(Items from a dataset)
--- START ---

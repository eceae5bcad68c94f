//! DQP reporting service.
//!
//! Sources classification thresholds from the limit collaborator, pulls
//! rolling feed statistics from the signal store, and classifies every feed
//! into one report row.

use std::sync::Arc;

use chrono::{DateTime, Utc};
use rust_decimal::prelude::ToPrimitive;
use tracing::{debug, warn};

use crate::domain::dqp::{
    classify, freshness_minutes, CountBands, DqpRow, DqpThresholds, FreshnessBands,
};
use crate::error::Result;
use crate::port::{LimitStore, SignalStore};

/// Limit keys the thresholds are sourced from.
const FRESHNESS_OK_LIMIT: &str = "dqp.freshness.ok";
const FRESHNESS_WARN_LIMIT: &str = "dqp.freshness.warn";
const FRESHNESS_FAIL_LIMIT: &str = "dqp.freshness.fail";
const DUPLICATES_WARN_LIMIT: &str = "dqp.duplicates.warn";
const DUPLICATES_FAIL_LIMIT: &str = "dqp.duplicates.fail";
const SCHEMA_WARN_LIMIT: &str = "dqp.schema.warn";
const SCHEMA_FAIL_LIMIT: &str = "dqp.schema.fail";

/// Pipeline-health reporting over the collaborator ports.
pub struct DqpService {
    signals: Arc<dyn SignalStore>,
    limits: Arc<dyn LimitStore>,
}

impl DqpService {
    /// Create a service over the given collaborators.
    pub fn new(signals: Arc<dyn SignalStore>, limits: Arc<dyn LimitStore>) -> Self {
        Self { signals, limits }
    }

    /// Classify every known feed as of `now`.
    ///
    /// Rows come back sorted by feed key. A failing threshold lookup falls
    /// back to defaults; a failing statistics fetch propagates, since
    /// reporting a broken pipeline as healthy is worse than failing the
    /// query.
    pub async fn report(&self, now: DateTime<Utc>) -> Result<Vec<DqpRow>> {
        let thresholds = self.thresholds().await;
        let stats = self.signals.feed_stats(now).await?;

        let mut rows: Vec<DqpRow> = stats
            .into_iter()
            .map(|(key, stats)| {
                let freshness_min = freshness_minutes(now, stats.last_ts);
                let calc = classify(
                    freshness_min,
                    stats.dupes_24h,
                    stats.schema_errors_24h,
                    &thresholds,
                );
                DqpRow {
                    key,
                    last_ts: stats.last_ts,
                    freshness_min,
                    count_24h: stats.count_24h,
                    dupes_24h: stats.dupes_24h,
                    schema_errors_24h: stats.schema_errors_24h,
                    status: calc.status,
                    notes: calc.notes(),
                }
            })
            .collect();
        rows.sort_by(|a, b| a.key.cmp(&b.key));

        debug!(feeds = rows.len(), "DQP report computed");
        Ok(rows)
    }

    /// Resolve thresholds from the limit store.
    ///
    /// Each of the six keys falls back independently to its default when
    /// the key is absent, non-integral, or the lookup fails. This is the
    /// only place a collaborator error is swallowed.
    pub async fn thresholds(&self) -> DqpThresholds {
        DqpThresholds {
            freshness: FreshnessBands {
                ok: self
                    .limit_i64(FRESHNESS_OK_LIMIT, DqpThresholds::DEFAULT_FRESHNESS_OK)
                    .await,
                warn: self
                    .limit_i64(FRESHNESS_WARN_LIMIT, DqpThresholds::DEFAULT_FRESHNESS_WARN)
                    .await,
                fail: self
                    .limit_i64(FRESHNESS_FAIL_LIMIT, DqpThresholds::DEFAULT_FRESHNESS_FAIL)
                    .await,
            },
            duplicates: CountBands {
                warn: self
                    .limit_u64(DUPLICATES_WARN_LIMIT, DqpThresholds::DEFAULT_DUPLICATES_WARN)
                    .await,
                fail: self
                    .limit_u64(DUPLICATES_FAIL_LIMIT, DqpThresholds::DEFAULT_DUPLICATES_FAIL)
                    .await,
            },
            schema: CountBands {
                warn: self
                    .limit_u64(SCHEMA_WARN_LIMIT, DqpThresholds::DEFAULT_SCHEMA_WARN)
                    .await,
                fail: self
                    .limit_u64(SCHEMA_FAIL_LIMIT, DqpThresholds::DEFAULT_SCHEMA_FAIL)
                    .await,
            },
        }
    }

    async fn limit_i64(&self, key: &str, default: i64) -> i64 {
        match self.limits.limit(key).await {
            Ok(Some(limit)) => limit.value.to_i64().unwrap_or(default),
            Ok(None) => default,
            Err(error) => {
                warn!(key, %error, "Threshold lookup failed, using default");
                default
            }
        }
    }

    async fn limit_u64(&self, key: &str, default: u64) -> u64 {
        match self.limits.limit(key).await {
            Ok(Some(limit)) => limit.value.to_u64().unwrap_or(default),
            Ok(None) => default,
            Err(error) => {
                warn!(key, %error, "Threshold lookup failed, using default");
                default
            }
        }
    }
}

--- END ---
--- START ---

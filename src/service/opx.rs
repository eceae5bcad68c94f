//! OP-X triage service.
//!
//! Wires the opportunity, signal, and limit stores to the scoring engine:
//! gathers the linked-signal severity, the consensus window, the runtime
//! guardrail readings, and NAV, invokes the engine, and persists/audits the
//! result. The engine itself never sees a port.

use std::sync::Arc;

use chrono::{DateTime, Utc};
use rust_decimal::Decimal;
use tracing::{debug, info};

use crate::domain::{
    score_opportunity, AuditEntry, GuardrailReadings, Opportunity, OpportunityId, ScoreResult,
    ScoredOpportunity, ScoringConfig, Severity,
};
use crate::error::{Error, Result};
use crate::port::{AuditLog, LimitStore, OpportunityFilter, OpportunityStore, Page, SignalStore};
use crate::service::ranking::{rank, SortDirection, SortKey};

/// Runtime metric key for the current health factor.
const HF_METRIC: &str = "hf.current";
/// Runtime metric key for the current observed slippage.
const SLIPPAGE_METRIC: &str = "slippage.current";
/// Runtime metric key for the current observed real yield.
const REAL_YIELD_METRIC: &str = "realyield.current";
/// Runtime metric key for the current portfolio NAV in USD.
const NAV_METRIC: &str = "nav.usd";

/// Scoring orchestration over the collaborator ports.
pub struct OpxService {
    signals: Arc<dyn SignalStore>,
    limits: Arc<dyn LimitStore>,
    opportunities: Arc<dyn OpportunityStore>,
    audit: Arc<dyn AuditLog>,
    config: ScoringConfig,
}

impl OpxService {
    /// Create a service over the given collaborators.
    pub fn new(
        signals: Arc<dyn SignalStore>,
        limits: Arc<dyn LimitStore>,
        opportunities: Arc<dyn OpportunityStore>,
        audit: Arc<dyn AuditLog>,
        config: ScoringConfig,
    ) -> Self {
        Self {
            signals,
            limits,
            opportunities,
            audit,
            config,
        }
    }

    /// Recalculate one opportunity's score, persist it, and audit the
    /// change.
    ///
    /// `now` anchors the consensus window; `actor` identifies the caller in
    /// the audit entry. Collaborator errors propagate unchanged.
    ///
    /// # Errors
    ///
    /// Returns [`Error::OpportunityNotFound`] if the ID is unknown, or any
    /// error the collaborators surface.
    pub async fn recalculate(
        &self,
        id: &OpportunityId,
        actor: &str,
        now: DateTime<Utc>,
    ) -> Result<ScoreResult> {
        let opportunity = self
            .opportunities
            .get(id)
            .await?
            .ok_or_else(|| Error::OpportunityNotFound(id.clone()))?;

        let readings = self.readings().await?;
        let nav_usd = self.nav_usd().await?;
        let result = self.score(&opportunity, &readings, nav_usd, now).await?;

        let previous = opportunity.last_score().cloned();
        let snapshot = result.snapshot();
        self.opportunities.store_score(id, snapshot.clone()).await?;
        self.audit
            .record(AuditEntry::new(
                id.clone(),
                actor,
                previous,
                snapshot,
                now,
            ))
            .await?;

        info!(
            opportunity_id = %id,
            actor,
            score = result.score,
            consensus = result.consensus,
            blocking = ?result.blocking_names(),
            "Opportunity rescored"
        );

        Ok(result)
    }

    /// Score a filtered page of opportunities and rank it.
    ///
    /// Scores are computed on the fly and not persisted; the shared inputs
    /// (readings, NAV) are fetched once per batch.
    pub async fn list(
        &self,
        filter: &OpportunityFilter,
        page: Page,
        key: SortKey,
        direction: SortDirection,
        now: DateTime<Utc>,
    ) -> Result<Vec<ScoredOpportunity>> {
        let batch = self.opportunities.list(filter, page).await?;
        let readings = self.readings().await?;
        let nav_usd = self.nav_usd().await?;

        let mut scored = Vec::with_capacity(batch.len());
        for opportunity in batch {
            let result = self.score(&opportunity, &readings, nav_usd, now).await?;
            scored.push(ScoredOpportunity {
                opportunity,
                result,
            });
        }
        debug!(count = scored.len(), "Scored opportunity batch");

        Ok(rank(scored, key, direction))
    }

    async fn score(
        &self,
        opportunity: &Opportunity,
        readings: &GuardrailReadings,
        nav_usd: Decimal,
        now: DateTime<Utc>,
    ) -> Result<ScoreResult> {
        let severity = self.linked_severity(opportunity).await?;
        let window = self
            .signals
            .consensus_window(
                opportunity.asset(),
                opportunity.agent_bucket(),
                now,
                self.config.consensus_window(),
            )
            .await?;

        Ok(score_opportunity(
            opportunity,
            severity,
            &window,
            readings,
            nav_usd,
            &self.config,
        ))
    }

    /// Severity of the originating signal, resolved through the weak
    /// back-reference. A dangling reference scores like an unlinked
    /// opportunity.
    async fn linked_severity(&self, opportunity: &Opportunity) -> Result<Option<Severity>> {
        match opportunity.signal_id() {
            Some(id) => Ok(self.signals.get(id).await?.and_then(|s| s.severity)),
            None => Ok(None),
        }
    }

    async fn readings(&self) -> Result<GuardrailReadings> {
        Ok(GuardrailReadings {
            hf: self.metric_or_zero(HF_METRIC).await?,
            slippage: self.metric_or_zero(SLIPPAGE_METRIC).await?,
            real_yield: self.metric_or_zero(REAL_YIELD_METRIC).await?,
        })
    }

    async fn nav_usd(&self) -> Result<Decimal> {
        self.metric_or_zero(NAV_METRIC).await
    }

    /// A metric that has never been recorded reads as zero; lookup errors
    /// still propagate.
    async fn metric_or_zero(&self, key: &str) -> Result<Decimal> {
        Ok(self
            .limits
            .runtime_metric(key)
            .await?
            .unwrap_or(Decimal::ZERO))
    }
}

--- END ---

## What you will do
Check each line above for the word "keys" and copy the ones that have it.

## Exercise response
/// Limit keys the thresholds are sourced from.
    /// Each of the six keys falls back independently to its default when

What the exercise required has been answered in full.